**Exercise prompt**
Count how many lines below include the string "amount", and give that number without anything else.

**Dataset excerpts**
//! Household budget panel for the documentary layout.
//!
//! A ledger card: pension income up top, expenses dropping in one by one,
//! and the remainder with a health bar that goes red in deficit.

use kurbo::Rect;

use crate::animation::interp::interpolate_clamped;
use crate::foundation::core::{FrameIndex, Rgba8, Transform2D};
use crate::foundation::error::KawaraResult;
use crate::foundation::math::group_thousands;
use crate::scene::tree::{SceneNode, TextAlign, TextStyle, Visual};
use crate::show::props::HouseholdBudgetData;

pub(crate) const BUDGET_Z: i32 = 30;

const GOLD: Rgba8 = Rgba8::rgb(0xff, 0xd7, 0x00);
const INCOME_GREEN: Rgba8 = Rgba8::rgb(0x4c, 0xaf, 0x50);
const DEFICIT_RED: Rgba8 = Rgba8::rgb(0xff, 0x33, 0x33);

/// Emits the budget panel. `start` is when the panel mounts; before that
/// nothing is drawn.
pub(crate) fn emit_budget(
    nodes: &mut Vec<SceneNode>,
    frame: FrameIndex,
    start: FrameIndex,
    data: &HouseholdBudgetData,
    channel_color: Rgba8,
) -> KawaraResult<()> {
    if frame.0 < start.0 {
        return Ok(());
    }
    let elapsed = (frame.0 - start.0) as f64;
    let fade = interpolate_clamped(elapsed, &[0.0, 20.0], &[0.0, 1.0])?;
    if fade <= 0.0 {
        return Ok(());
    }

    let panel = Rect::new(810.0, 10.0, 1630.0, 650.0);
    nodes.push(
        SceneNode::new(
            "budget.panel",
            BUDGET_Z,
            Visual::Rect {
                rect: panel,
                fill: Rgba8::BLACK.with_alpha(0.88),
                corner_radius: 16.0,
            },
        )
        .with_opacity(fade),
    );
    nodes.push(
        SceneNode::new(
            "budget.accent",
            BUDGET_Z,
            Visual::Rect {
                rect: Rect::new(panel.x0, panel.y0, panel.x0 + 6.0, panel.y1),
                fill: channel_color,
                corner_radius: 3.0,
            },
        )
        .with_opacity(fade),
    );

    let x0 = panel.x0 + 28.0;
    let x1 = panel.x1 - 28.0;
    let top = panel.y0 + 24.0;
    let bottom = panel.y1 - 24.0;

    nodes.push(
        SceneNode::new(
            "budget.header",
            BUDGET_Z,
            Visual::Text {
                rect: Rect::new(x0, top, x1, top + 43.2),
                content: format!("{}の家計簿", data.person_label),
                style: TextStyle {
                    weight: 900,
                    ..TextStyle::new(36.0, GOLD)
                },
            },
        )
        .with_opacity(fade),
    );
    let rule_y = top + 43.2 + 10.0;
    nodes.push(
        SceneNode::new(
            "budget.header.rule",
            BUDGET_Z,
            Visual::Rect {
                rect: Rect::new(x0, rule_y, x1, rule_y + 3.0),
                fill: Rgba8::WHITE.with_alpha(0.25),
                corner_radius: 0.0,
            },
        )
        .with_opacity(fade),
    );

    let income_y = rule_y + 3.0 + 8.0;
    let income_style = TextStyle {
        weight: 700,
        ..TextStyle::new(38.0, INCOME_GREEN)
    };
    nodes.push(
        SceneNode::new(
            "budget.income.label",
            BUDGET_Z,
            Visual::Text {
                rect: Rect::new(x0, income_y, x1, income_y + 45.6),
                content: "年金収入".to_owned(),
                style: income_style.clone(),
            },
        )
        .with_opacity(fade),
    );
    nodes.push(
        SceneNode::new(
            "budget.income.value",
            BUDGET_Z,
            Visual::Text {
                rect: Rect::new(x0, income_y, x1, income_y + 45.6),
                content: format!("{}円", group_thousands(data.income)),
                style: TextStyle {
                    align: TextAlign::Right,
                    ..income_style
                },
            },
        )
        .with_opacity(fade),
    );
    let divider_y = income_y + 45.6 + 8.0;
    nodes.push(
        SceneNode::new(
            "budget.divider",
            BUDGET_Z,
            Visual::Rect {
                rect: Rect::new(x0, divider_y, x1, divider_y + 2.0),
                fill: Rgba8::WHITE.with_alpha(0.15),
                corner_radius: 0.0,
            },
        )
        .with_opacity(fade),
    );

    // Fixed footer geometry, measured up from the panel floor.
    let bar = Rect::new(x0, bottom - 12.0, x1, bottom);
    let total_y1 = bar.y0 - 8.0;
    let total_y0 = total_y1 - 52.8;
    let total_rule_y = total_y0 - 10.0 - 3.0;
    let rows_top = divider_y + 2.0 + 8.0;
    let rows_bottom = total_rule_y - 6.0;

    let total_expenses: i64 = data.expenses.iter().map(|e| e.amount).sum();
    let remaining = data.income - total_expenses;
    let deficit = remaining < 0;

    let stride = if data.expenses.is_empty() {
        0.0
    } else {
        (rows_bottom - rows_top) / data.expenses.len() as f64
    };
    for (i, entry) in data.expenses.iter().enumerate() {
        let delay = 10.0 + i as f64 * 8.0;
        let progress = interpolate_clamped(elapsed - delay, &[0.0, 15.0], &[0.0, 1.0])?;
        let slide = Transform2D::translated((1.0 - progress) * 30.0, 0.0);
        let y = rows_top + stride * (i as f64 + 0.5) - 19.2;
        let row_style = TextStyle {
            weight: 600,
            ..TextStyle::new(32.0, Rgba8::WHITE.with_alpha(0.9))
        };
        nodes.push(
            SceneNode::new(
                format!("budget.expense{i}.label"),
                BUDGET_Z,
                Visual::Text {
                    rect: Rect::new(x0, y, x1, y + 38.4),
                    content: entry.label.clone(),
                    style: row_style.clone(),
                },
            )
            .with_opacity(fade * progress)
            .with_transform(slide),
        );
        nodes.push(
            SceneNode::new(
                format!("budget.expense{i}.value"),
                BUDGET_Z,
                Visual::Text {
                    rect: Rect::new(x0, y, x1, y + 38.4),
                    content: format!("-{}円", group_thousands(entry.amount)),
                    style: TextStyle {
                        align: TextAlign::Right,
                        ..row_style
                    },
                },
            )
            .with_opacity(fade * progress)
            .with_transform(slide),
        );
    }

    nodes.push(
        SceneNode::new(
            "budget.total.rule",
            BUDGET_Z,
            Visual::Rect {
                rect: Rect::new(x0, total_rule_y, x1, total_rule_y + 3.0),
                fill: Rgba8::WHITE.with_alpha(0.3),
                corner_radius: 0.0,
            },
        )
        .with_opacity(fade),
    );
    let total_color = if deficit { DEFICIT_RED } else { GOLD };
    let total_style = TextStyle {
        weight: 900,
        ..TextStyle::new(44.0, total_color)
    };
    nodes.push(
        SceneNode::new(
            "budget.total.label",
            BUDGET_Z,
            Visual::Text {
                rect: Rect::new(x0, total_y0, x1, total_y1),
                content: "残り".to_owned(),
                style: total_style.clone(),
            },
        )
        .with_opacity(fade),
    );
    nodes.push(
        SceneNode::new(
            "budget.total.value",
            BUDGET_Z,
            Visual::Text {
                rect: Rect::new(x0, total_y0, x1, total_y1),
                content: format!("{}円", group_thousands(remaining)),
                style: TextStyle {
                    align: TextAlign::Right,
                    ..total_style
                },
            },
        )
        .with_opacity(fade),
    );

    nodes.push(
        SceneNode::new(
            "budget.bar.track",
            BUDGET_Z,
            Visual::Rect {
                rect: bar,
                fill: Rgba8::WHITE.with_alpha(0.15),
                corner_radius: 6.0,
            },
        )
        .with_opacity(fade),
    );
    let fraction = if data.income > 0 {
        (remaining as f64 / data.income as f64).clamp(0.0, 1.0)
    } else {
        0.0
    };
    nodes.push(
        SceneNode::new(
            "budget.bar.fill",
            BUDGET_Z,
            Visual::Rect {
                rect: Rect::new(bar.x0, bar.y0, bar.x0 + bar.width() * fraction, bar.y1),
                fill: if deficit { DEFICIT_RED } else { INCOME_GREEN },
                corner_radius: 6.0,
            },
        )
        .with_opacity(fade),
    );
    Ok(())
}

**Response**
2